Task requirements =>
For this exercise, set down all the records exactly as given.

Records shown =>

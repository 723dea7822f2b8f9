use std::io::Write;

use cartkit::{config::CartConfig, summary::write_summary, sync::SyncChannel};

use super::CliError;

pub(super) fn run(config: &CartConfig, out: &mut impl Write) -> Result<(), CliError> {
    let store = config.open_store(SyncChannel::new());

    write_summary(out, store.entries(), store.currency())?;

    Ok(())
}
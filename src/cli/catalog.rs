use std::io::Write;

use cartkit::{config::CartConfig, pricing::to_money, products::OptionKind};

use super::CliError;

const GROUPS: [(OptionKind, &str); 4] = [
    (OptionKind::Extra, "extras"),
    (OptionKind::Side, "sides"),
    (OptionKind::Sauce, "sauces"),
    (OptionKind::Addon, "addons"),
];

pub(super) fn run(config: &CartConfig, out: &mut impl Write) -> Result<(), CliError> {
    let catalog = config.load_catalog()?;
    let currency = catalog.currency()?;

    for product in catalog.products() {
        writeln!(
            out,
            "{:<16} {:<24} {}",
            product.id,
            product.name,
            to_money(product.price, currency)?
        )?;

        for (kind, label) in GROUPS {
            for option in product.options(kind) {
                writeln!(
                    out,
                    "  {label:<8} {:<14} {:<22} +{}",
                    option.id,
                    option.name,
                    to_money(option.price, currency)?
                )?;
            }
        }
    }

    Ok(())
}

Solution =>
repository 723dea7822f2b8f9
use std::io::Write;

use cartkit::{config::CartConfig, summary::write_summary, sync::SyncChannel};

use super::CliError;

pub(super) fn run(config: &CartConfig, out: &mut impl Write) -> Result<(), CliError> {
    let store = config.open_store(SyncChannel::new());

    write_summary(out, store.entries(), store.currency())?;

    Ok(())
}
filename src/cli/catalog.rs
use std::io::Write;

use cartkit::{config::CartConfig, pricing::to_money, products::OptionKind};

use super::CliError;

const GROUPS: [(OptionKind, &str); 4] = [
    (OptionKind::Extra, "extras"),
    (OptionKind::Side, "sides"),
    (OptionKind::Sauce, "sauces"),
    (OptionKind::Addon, "addons"),
];

pub(super) fn run(config: &CartConfig, out: &mut impl Write) -> Result<(), CliError> {
    let catalog = config.load_catalog()?;
    let currency = catalog.currency()?;

    for product in catalog.products() {
        writeln!(
            out,
            "{:<16} {:<24} {}",
            product.id,
            product.name,
            to_money(product.price, currency)?
        )?;

        for (kind, label) in GROUPS {
            for option in product.options(kind) {
                writeln!(
                    out,
                    "  {label:<8} {:<14} {:<22} +{}",
                    option.id,
                    option.name,
                    to_money(option.price, currency)?
                )?;
            }
        }
    }

    Ok(())
}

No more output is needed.